Once the line containing "weak match means." is found, set down that line and each one after it exactly, through the end of the entries.

Data to use Start Marker

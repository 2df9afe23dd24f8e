// Retrieval Engine: single best match by cosine similarity
use serde::{Deserialize, Serialize};
use std::sync::{Mutex, OnceLock};
use std::time::Instant;

use super::vector::{best_match, dot, normalize};
use crate::embedding::Encoder;
use crate::errors::{QaError, Result};
use crate::knowledge::KnowledgeBase;

/// Stored questions encoded per encoder call while building the cache
pub const DEFAULT_BATCH_SIZE: usize = 32;

/// Best stored answer for a query
#[derive(Debug, Clone, PartialEq, Serialize, Deserialize)]
pub struct QueryResult {
    pub answer: String,
    /// Cosine similarity in [-1, 1]
    pub score: f32,
    /// Position of the matched pair in the knowledge base
    pub index: usize,
    /// The stored question that matched
    pub question: String,
}

/// Unit-length vectors, index-aligned with the knowledge base
#[derive(Debug, Clone)]
pub struct RepresentationCache {
    vectors: Vec<Vec<f32>>,
    dimension: usize,
}

impl RepresentationCache {
    pub fn dimension(&self) -> usize {
        self.dimension
    }

    pub fn vectors(&self) -> &[Vec<f32>] {
        &self.vectors
    }
}

/// Matches queries against a fixed knowledge base.
///
/// The representation cache is filled at most once per engine. Concurrent
/// first calls are serialized by `init_lock`; once filled, queries read
/// the cache without locking. A failed fill leaves the cache empty.
pub struct RetrievalEngine<E: Encoder> {
    knowledge_base: KnowledgeBase,
    encoder: E,
    batch_size: usize,
    cache: OnceLock<RepresentationCache>,
    init_lock: Mutex<()>,
}

impl<E: Encoder> RetrievalEngine<E> {
    /// Create an engine that builds its cache on first query
    pub fn new(knowledge_base: KnowledgeBase, encoder: E) -> Self {
        Self {
            knowledge_base,
            encoder,
            batch_size: DEFAULT_BATCH_SIZE,
            cache: OnceLock::new(),
            init_lock: Mutex::new(()),
        }
    }

    /// Create an engine and build its cache immediately
    pub fn eager(knowledge_base: KnowledgeBase, encoder: E) -> Result<Self> {
        let engine = Self::new(knowledge_base, encoder);
        engine.warm()?;
        Ok(engine)
    }

    /// Set how many stored questions go into one encoder call (min 1)
    pub fn with_batch_size(mut self, batch_size: usize) -> Self {
        self.batch_size = batch_size.max(1);
        self
    }

    pub fn knowledge_base(&self) -> &KnowledgeBase {
        &self.knowledge_base
    }

    pub fn encoder(&self) -> &E {
        &self.encoder
    }

    pub fn is_warm(&self) -> bool {
        self.cache.get().is_some()
    }

    /// Build the representation cache if it is not built yet
    pub fn warm(&self) -> Result<&RepresentationCache> {
        if let Some(cache) = self.cache.get() {
            return Ok(cache);
        }

        // Guards only the fill; the protected state lives in `cache`
        let _guard = self.init_lock.lock().unwrap_or_else(|e| e.into_inner());
        if let Some(cache) = self.cache.get() {
            return Ok(cache);
        }

        let cache = self.build_cache()?;
        Ok(self.cache.get_or_init(|| cache))
    }

    fn build_cache(&self) -> Result<RepresentationCache> {
        let start = Instant::now();
        let questions = self.knowledge_base.questions();
        let mut vectors = Vec::with_capacity(questions.len());

        for chunk in questions.chunks(self.batch_size) {
            let encoded = self.encoder.encode_batch(chunk)?;
            if encoded.len() != chunk.len() {
                return Err(QaError::Encoding(format!(
                    "encoder returned {} vectors for {} texts",
                    encoded.len(),
                    chunk.len()
                )));
            }
            vectors.extend(encoded);
        }

        let dimension = vectors.first().map(|v| v.len()).unwrap_or(0);
        for vector in vectors.iter_mut() {
            check_vector(vector, dimension)?;
            normalize(vector);
        }

        tracing::info!(
            model = self.encoder.model_id(),
            questions = vectors.len(),
            dimension,
            elapsed_ms = start.elapsed().as_millis() as u64,
            "Built representation cache"
        );

        Ok(RepresentationCache { vectors, dimension })
    }

    /// Return the stored answer whose question is most similar to `question`.
    ///
    /// The score is never thresholded; callers decide what a weak match means.
    pub fn answer(&self, question: &str) -> Result<QueryResult> {
        let question = question.trim();
        if question.is_empty() {
            return Err(QaError::EmptyQuery);
        }
        if self.knowledge_base.is_empty() {
            return Err(QaError::EmptyKnowledgeBase);
        }

        let cache = self.warm()?;

        let mut query = self.encoder.encode(question)?;
        check_vector(&query, cache.dimension)?;
        normalize(&mut query);

        let scores: Vec<f32> = cache.vectors.iter().map(|v| dot(&query, v)).collect();
        let (index, score) = best_match(&scores).ok_or_else(|| {
            QaError::Encoding("no finite similarity score".to_string())
        })?;

        let pair = self
            .knowledge_base
            .get(index)
            .ok_or(QaError::EmptyKnowledgeBase)?;

        tracing::debug!(index, score, matched = %pair.question, "Answered query");

        Ok(QueryResult {
            answer: pair.answer.clone(),
            score,
            index,
            question: pair.question.clone(),
        })
    }
}

fn check_vector(vector: &[f32], dimension: usize) -> Result<()> {
    if vector.len() != dimension {
        return Err(QaError::Encoding(format!(
            "vector dimension {} does not match expected {}",
            vector.len(),
            dimension
        )));
    }
    if vector.iter().any(|x| !x.is_finite()) {
        return Err(QaError::Encoding("encoder produced a non-finite value".to_string()));
    }
    Ok(())
}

Data to use End Marker

> _Task solution_
    /// The score is never thresholded; callers decide what a weak match means.
    pub fn answer(&self, question: &str) -> Result<QueryResult> {
        let question = question.trim();
        if question.is_empty() {
            return Err(QaError::EmptyQuery);
        }
        if self.knowledge_base.is_empty() {
            return Err(QaError::EmptyKnowledgeBase);
        }

        let cache = self.warm()?;

        let mut query = self.encoder.encode(question)?;
        check_vector(&query, cache.dimension)?;
        normalize(&mut query);

        let scores: Vec<f32> = cache.vectors.iter().map(|v| dot(&query, v)).collect();
        let (index, score) = best_match(&scores).ok_or_else(|| {
            QaError::Encoding("no finite similarity score".to_string())
        })?;

        let pair = self
            .knowledge_base
            .get(index)
            .ok_or(QaError::EmptyKnowledgeBase)?;

        tracing::debug!(index, score, matched = %pair.question, "Answered query");

        Ok(QueryResult {
            answer: pair.answer.clone(),
            score,
            index,
            question: pair.question.clone(),
        })
    }
}

fn check_vector(vector: &[f32], dimension: usize) -> Result<()> {
    if vector.len() != dimension {
        return Err(QaError::Encoding(format!(
            "vector dimension {} does not match expected {}",
            vector.len(),
            dimension
        )));
    }
    if vector.iter().any(|x| !x.is_finite()) {
        return Err(QaError::Encoding("encoder produced a non-finite value".to_string()));
    }
    Ok(())
}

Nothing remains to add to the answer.